__Your objective__: Filter the entries that follow, copying every line in which the word "outer" appears.

__Provided material__:

impl LookupEnvironment {
    /// Connect the supertypes and type variable bounds of a source type
    pub(crate) fn connect_type_hierarchy(&mut self, ty: TypeId) -> LookupResult<()> {
        let Some(class) = self.class(ty) else {
            return Ok(());
        };
        if class.state.contains(TypeState::BEGIN_HIERARCHY_CHECK) {
            return Ok(());
        }
        let Some(scope) = class.scope else {
            return Ok(());
        };
        let kind = class.kind;
        let enclosing = class.enclosing;
        let Some((unit, unit_decl, path)) = self.source_decl(ty) else {
            return Ok(());
        };
        let Some(decl) = unit_decl.type_at(&path) else {
            return Ok(());
        };
        if let Some(class) = self.class_mut(ty) {
            class.state.insert(TypeState::BEGIN_HIERARCHY_CHECK);
        }
        if self.units[unit.index()].stage < CompletionStage::ImportsResolved {
            self.resolve_imports(unit)?;
        }
        trace!(ty = %ty, "connecting hierarchy");

        // An enclosing type is connected first so inherited member types resolve.
        if let Some(enclosing) = enclosing {
            self.connect_type_hierarchy(enclosing)?;
        }

        let variables = self.class(ty).map(|c| c.type_variables.clone()).unwrap_or_default();
        if self.class(ty).is_some_and(|c| !c.state.contains(TypeState::TYPE_VARIABLES_CONNECTED)) {
            if let Some(class) = self.class_mut(ty) {
                class.state.insert(TypeState::TYPE_VARIABLES_CONNECTED);
            }
            self.connect_type_variable_bounds(scope, &decl.type_parameters, &variables)?;
        }

        let object = self.object_type()?;
        let superclass = if object == ty {
            None
        } else {
            match kind {
                ClassKind::Interface | ClassKind::Annotation => Some(object),
                ClassKind::Enum => Some(self.enum_superclass(ty)?.unwrap_or(object)),
                ClassKind::Class => match &decl.superclass {
                    None => Some(object),
                    Some(reference) => {
                        let candidate = self.resolve_supertype_ref(scope, reference)?;
                        let connected = self.check_supertype(ty, candidate, reference, SupertypeSlot::Superclass)?;
                        Some(connected.unwrap_or(object))
                    }
                },
            }
        };
        if let Some(class) = self.class_mut(ty) {
            class.superclass = superclass;
        }
        self.connecting_supertypes.remove(&ty);

        let mut interfaces: Vec<TypeId> = Vec::with_capacity(decl.super_interfaces.len());
        for reference in &decl.super_interfaces {
            let candidate = self.resolve_supertype_ref(scope, reference)?;
            let Some(interface) = self.check_supertype(ty, candidate, reference, SupertypeSlot::Interface)? else {
                continue;
            };
            let erased = self.erasure_class(interface);
            if interfaces.iter().any(|&existing| self.erasure_class(existing) == erased) {
                let type_name = self.type_name(ty);
                self.report(ProblemId::DuplicateSuperinterface, vec![reference.display_name(), type_name]);
                continue;
            }
            interfaces.push(interface);
            if let Some(class) = self.class_mut(ty) {
                class.super_interfaces = interfaces.clone();
            }
        }
        self.connecting_supertypes.remove(&ty);
        if kind == ClassKind::Annotation {
            if let Some(annotation) = self.well_known_type(well_known::JAVA_LANG_ANNOTATION_ANNOTATION)? {
                if !interfaces.contains(&annotation) {
                    interfaces.push(annotation);
                }
            }
        }

        let mut has_problems = false;
        for supertype in superclass.iter().chain(interfaces.iter()) {
            if let Some(class) = self.erasure_class(*supertype).and_then(|c| self.class(c)) {
                has_problems |= class.state.contains(TypeState::HIERARCHY_HAS_PROBLEMS);
            }
        }
        if let Some(class) = self.class_mut(ty) {
            class.super_interfaces = interfaces;
            if has_problems {
                class.state.insert(TypeState::HIERARCHY_HAS_PROBLEMS);
            }
            class.state.insert(TypeState::END_HIERARCHY_CHECK);
        }
        Ok(())
    }

    fn enum_superclass(&mut self, ty: TypeId) -> LookupResult<Option<TypeId>> {
        let Some(enum_type) = self.well_known_type(well_known::JAVA_LANG_ENUM)? else {
            return Ok(None);
        };
        let generic = self.class(enum_type).is_some_and(|c| c.type_variables.len() == 1);
        if generic && self.options().generics_enabled() {
            Ok(Some(self.create_parameterized_type(enum_type, vec![ty], None)))
        } else {
            Ok(Some(enum_type))
        }
    }

    fn resolve_supertype_ref(&mut self, scope: ScopeId, reference: &TypeRef) -> LookupResult<TypeId> {
        self.resolve_type_ref_in(scope, reference, ProblemId::SuperTypeNotFound)
    }

    // Validate a resolved supertype; `None` means it must not be connected
    fn check_supertype(
        &mut self,
        ty: TypeId,
        candidate: TypeId,
        reference: &TypeRef,
        slot: SupertypeSlot,
    ) -> LookupResult<Option<TypeId>> {
        let type_name = self.type_name(ty);
        if self.ty(candidate).is_problem() {
            self.mark_hierarchy_problem(ty);
            return Ok(None);
        }
        if self.ty(candidate).is_type_variable_like() {
            self.report(ProblemId::SuperTypeUsingTypeVariable, vec![reference.display_name(), type_name]);
            self.mark_hierarchy_problem(ty);
            return Ok(None);
        }
        let Some(class) = self.erasure_class(candidate) else {
            let id = match slot {
                SupertypeSlot::Superclass => ProblemId::SuperclassMustBeAClass,
                SupertypeSlot::Interface => ProblemId::SuperInterfaceMustBeAnInterface,
            };
            self.report(id, vec![reference.display_name(), type_name]);
            self.mark_hierarchy_problem(ty);
            return Ok(None);
        };
        let (is_interface, is_final) = match self.class(class) {
            Some(c) => (c.is_interface(), c.modifiers.contains(Modifiers::FINAL)),
            None => (false, false),
        };
        let illegal = match slot {
            SupertypeSlot::Superclass if is_interface => Some(ProblemId::SuperclassMustBeAClass),
            SupertypeSlot::Superclass if is_final => Some(ProblemId::ClassExtendsFinalClass),
            SupertypeSlot::Interface if !is_interface => Some(ProblemId::SuperInterfaceMustBeAnInterface),
            _ => None,
        };
        if let Some(id) = illegal {
            self.report(id, vec![reference.display_name(), type_name]);
            self.mark_hierarchy_problem(ty);
            return Ok(None);
        }

        self.connecting_supertypes.insert(ty, class);
        if self.detect_hierarchy_cycle(ty, class)? {
            warn!(ty = %type_name, supertype = %reference.display_name(), "breaking hierarchy cycle");
            self.report(ProblemId::HierarchyCircularity, vec![type_name, reference.display_name()]);
            self.mark_hierarchy_problem(ty);
            self.mark_hierarchy_problem(class);
            return Ok(None);
        }
        Ok(Some(candidate))
    }

    fn mark_hierarchy_problem(&mut self, ty: TypeId) {
        if let Some(class) = self.class_mut(ty) {
            class.state.insert(TypeState::HIERARCHY_HAS_PROBLEMS);
        }
    }

    /// Would connecting `supertype` to `source` close a cycle?
    fn detect_hierarchy_cycle(&mut self, source: TypeId, supertype: TypeId) -> LookupResult<bool> {
        if supertype == source {
            return Ok(true);
        }
        // A supertype nested in the type itself
        let mut enclosing = self.class(supertype).and_then(|c| c.enclosing);
        let mut steps = 0;
        while let Some(outer) = enclosing {
            let outer = self.resolved(outer)?;
            if outer == source {
                return Ok(true);
            }
            enclosing = self.class(outer).and_then(|c| c.enclosing);
            steps += 1;
            if steps > 64 {
                break;
            }
        }

        let Some(class) = self.class(supertype) else {
            return Ok(false);
        };
        if class.is_binary() {
            return self.binary_hierarchy_reaches(supertype, source);
        }
        if class.is_hierarchy_being_connected() {
            // Follow the supertypes recorded by types still being connected.
            let mut visited = FxHashSet::default();
            let mut current = supertype;
            while let Some(&next) = self.connecting_supertypes.get(&current) {
                if next == source {
                    return Ok(true);
                }
                if !visited.insert(next) {
                    break;
                }
                current = next;
            }
            return Ok(false);
        }
        if !class.state.contains(TypeState::BEGIN_HIERARCHY_CHECK) {
            self.connect_type_hierarchy(supertype)?;
        }
        self.binary_hierarchy_reaches(supertype, source)
    }

    // Walk the connected supertypes of `start` looking for `target`
    fn binary_hierarchy_reaches(&mut self, start: TypeId, target: TypeId) -> LookupResult<bool> {
        let mut visited = FxHashSet::default();
        let mut stack = vec![start];
        while let Some(current) = stack.pop() {
            if current == target {
                return Ok(true);
            }
            if !visited.insert(current) {
                continue;
            }
            if self.class(current).is_some_and(|c| c.is_hierarchy_being_connected()) {
                continue;
            }
            if let Some(superclass) = self.superclass(current)? {
                stack.extend(self.erasure_class(superclass));
            }
            for interface in self.super_interfaces(current)? {
                stack.extend(self.erasure_class(interface));
            }
        }
        Ok(false)
    }

    /// Resolve and install the bounds of declared type variables
    pub(crate) fn connect_type_variable_bounds(
        &mut self,
        scope: ScopeId,
        parameters: &[TypeParameterDecl],
        variables: &[TypeId],
    ) -> LookupResult<()> {
        for (parameter, &variable) in parameters.iter().zip(variables) {
            let mut class_bound = None;
            let mut interfaces = Vec::with_capacity(parameter.bounds.len());
            for (index, reference) in parameter.bounds.iter().enumerate() {
                let bound = self.resolve_type_ref(scope, reference)?;
                if self.ty(bound).is_problem() {
                    continue;
                }
                let is_interface = self
                    .erasure_class(bound)
                    .and_then(|c| self.class(c))
                    .is_some_and(|c| c.is_interface());
                if is_interface {
                    interfaces.push(bound);
                } else if index == 0 {
                    class_bound = Some(bound);
                } else {
                    let name = parameter.name.clone();
                    self.report(ProblemId::SuperInterfaceMustBeAnInterface, vec![reference.display_name(), name]);
                }
            }
            self.set_type_variable_bounds(variable, class_bound, interfaces)?;
        }
        Ok(())
    }

    /// Report two different instantiations of one generic supertype
    pub(crate) fn check_superinterface_collisions(&mut self, ty: TypeId) -> LookupResult<()> {
        let Some(class) = self.class(ty) else {
            return Ok(());
        };
        if class.state.contains(TypeState::INTERFACES_CHECKED)
            || class.state.contains(TypeState::HIERARCHY_HAS_PROBLEMS)
        {
            return Ok(());
        }
        if let Some(class) = self.class_mut(ty) {
            class.state.insert(TypeState::INTERFACES_CHECKED);
        }

        let mut seen: Vec<(TypeId, TypeId)> = Vec::new();
        let mut visited = FxHashSet::default();
        let mut stack = vec![ty];
        while let Some(current) = stack.pop() {
            if !visited.insert(current) {
                continue;
            }
            if let Some(generic) = self.erasure_class(current) {
                let parameterized = matches!(self.ty(current), TypeBinding::Parameterized(_) | TypeBinding::Raw(_));
                if parameterized {
                    if let Some(&(_, previous)) = seen.iter().find(|(g, _)| *g == generic) {
                        if previous != current {
                            let names = vec![self.type_name(previous), self.type_name(current), self.type_name(ty)];
                            self.report(ProblemId::SuperinterfacesCollide, names);
                            self.mark_hierarchy_problem(ty);
                            return Ok(());
                        }
                    } else {
                        seen.push((generic, current));
                    }
                }
            }
            if let Some(superclass) = self.superclass(current)? {
                stack.push(superclass);
            }
            stack.extend(self.super_interfaces(current)?);
        }
        Ok(())
    }
}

__Response below__:
        while let Some(outer) = enclosing {
            let outer = self.resolved(outer)?;
            if outer == source {
            enclosing = self.class(outer).and_then(|c| c.enclosing);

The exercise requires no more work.